Exercise description:
Pull each line with the string "PathBuf" from the entries.
»»
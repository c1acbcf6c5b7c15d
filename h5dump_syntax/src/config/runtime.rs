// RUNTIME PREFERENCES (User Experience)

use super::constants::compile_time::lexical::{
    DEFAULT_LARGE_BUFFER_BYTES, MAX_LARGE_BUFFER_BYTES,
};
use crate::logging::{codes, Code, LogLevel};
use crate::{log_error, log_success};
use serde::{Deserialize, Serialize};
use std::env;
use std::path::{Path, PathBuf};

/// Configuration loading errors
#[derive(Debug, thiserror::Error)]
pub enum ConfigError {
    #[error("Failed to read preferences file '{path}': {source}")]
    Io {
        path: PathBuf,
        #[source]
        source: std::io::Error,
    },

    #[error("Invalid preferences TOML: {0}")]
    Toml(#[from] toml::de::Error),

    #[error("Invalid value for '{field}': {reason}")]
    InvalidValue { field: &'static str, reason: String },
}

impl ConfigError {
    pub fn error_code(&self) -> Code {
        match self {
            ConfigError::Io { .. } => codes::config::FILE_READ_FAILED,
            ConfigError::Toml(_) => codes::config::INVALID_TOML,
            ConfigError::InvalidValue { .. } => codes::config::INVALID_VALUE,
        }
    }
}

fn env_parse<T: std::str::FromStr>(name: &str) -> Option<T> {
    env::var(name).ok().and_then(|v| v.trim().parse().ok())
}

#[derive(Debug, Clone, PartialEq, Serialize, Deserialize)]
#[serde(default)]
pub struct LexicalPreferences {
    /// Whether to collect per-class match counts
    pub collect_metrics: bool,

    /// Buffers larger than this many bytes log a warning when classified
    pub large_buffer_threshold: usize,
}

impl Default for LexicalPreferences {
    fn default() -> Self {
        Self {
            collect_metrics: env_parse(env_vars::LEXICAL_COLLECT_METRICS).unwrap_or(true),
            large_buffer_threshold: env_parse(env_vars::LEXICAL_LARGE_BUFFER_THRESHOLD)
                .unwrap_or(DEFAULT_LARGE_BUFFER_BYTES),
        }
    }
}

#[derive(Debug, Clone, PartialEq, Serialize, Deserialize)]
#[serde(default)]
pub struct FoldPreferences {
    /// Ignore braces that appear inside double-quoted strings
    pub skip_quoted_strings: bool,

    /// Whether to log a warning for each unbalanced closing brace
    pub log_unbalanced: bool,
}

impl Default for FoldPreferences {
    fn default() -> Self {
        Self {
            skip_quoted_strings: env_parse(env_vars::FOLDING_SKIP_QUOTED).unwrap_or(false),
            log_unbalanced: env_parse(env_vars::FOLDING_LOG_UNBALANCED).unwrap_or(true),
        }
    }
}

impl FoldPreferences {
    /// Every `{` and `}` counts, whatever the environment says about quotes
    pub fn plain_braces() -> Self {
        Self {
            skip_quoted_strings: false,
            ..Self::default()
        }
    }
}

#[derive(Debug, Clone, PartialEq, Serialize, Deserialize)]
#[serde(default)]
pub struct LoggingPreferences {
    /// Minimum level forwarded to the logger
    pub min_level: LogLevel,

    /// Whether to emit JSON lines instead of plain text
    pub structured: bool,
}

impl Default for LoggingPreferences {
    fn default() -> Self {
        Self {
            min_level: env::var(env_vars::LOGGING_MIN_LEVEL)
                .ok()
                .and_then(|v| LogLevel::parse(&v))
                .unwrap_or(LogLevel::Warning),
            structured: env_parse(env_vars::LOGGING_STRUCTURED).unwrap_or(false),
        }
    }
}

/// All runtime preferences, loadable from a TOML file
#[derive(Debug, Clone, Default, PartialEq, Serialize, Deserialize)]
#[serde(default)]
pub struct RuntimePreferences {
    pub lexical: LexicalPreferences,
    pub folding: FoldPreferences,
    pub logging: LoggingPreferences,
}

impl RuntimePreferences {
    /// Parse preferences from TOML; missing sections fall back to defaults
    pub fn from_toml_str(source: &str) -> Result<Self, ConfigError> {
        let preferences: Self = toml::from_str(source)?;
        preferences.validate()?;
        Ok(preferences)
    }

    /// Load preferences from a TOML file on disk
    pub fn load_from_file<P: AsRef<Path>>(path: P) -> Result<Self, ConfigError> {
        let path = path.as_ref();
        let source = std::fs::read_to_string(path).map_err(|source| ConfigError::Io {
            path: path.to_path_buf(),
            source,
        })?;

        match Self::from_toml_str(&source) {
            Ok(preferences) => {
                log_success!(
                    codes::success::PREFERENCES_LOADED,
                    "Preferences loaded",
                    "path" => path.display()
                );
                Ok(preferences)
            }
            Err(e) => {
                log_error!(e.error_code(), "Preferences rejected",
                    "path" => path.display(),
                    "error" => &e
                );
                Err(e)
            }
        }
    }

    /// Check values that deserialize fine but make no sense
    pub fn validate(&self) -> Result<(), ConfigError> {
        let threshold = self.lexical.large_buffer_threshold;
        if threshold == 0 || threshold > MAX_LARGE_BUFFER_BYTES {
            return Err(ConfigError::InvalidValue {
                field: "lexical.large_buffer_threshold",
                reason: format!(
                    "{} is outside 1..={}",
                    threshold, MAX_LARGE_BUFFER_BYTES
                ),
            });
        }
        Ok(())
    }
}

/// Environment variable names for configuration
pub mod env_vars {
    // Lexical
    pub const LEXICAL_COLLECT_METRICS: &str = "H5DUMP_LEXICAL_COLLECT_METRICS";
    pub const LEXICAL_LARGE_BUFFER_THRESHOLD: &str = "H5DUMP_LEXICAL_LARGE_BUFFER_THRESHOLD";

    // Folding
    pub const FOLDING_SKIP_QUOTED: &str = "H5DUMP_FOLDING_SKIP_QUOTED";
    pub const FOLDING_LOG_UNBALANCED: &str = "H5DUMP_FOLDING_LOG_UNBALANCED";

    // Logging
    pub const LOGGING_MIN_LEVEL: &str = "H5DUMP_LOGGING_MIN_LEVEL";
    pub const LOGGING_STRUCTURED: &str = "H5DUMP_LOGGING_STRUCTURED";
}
««
»»
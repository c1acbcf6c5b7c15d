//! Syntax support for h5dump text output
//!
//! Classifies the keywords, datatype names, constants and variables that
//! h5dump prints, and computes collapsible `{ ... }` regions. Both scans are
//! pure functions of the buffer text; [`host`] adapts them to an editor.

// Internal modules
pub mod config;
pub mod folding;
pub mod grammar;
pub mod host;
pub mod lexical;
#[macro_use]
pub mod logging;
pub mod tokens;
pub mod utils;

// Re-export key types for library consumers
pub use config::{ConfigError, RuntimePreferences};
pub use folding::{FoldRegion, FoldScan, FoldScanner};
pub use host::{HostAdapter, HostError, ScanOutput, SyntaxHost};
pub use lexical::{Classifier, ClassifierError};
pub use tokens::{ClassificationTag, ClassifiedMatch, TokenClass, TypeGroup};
««
»»
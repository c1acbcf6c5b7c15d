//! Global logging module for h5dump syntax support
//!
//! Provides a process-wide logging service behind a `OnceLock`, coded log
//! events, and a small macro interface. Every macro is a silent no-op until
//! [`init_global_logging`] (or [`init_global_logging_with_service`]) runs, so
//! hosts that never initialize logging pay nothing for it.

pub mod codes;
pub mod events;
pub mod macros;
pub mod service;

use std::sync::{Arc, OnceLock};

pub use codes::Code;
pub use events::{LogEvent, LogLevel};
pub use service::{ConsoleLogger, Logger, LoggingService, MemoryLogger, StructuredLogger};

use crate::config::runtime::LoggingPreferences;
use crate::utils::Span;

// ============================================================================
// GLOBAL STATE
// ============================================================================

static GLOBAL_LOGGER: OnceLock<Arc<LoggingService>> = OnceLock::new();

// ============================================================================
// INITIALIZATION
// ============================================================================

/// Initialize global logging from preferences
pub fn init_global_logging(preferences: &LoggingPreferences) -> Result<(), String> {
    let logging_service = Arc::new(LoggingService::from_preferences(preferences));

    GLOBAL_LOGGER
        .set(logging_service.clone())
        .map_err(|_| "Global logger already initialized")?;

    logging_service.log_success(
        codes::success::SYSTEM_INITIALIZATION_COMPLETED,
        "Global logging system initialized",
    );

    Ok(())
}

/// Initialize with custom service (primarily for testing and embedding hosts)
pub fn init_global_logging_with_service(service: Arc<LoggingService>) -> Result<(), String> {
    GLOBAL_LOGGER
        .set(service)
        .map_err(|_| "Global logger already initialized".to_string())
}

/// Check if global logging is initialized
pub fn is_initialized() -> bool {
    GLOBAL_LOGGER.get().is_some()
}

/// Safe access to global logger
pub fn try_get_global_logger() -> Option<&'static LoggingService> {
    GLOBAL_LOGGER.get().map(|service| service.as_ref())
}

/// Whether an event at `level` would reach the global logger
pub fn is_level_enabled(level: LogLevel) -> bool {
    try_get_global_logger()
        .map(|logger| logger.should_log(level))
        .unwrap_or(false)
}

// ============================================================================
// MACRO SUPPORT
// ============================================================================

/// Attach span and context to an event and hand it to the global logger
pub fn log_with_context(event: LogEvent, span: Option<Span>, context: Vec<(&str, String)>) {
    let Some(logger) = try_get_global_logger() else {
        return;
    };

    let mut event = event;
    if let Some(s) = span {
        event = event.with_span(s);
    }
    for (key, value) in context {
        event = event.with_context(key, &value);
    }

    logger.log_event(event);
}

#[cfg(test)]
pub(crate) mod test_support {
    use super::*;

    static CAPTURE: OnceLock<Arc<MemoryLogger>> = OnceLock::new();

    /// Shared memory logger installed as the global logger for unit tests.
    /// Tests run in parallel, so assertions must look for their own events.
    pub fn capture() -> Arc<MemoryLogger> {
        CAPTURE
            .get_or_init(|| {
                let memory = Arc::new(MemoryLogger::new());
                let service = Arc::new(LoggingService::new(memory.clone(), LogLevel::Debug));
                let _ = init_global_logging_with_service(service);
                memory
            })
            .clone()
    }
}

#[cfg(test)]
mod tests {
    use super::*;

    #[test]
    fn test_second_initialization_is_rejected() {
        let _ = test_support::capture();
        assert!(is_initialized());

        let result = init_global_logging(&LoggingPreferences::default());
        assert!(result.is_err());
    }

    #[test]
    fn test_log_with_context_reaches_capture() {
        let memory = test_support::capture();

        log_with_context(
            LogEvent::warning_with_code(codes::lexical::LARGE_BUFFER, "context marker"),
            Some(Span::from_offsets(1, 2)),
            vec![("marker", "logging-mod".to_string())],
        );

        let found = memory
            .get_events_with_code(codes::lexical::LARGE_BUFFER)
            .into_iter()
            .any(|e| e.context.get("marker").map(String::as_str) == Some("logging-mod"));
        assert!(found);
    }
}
««
Task answer:
use std::path::{Path, PathBuf};
        path: PathBuf,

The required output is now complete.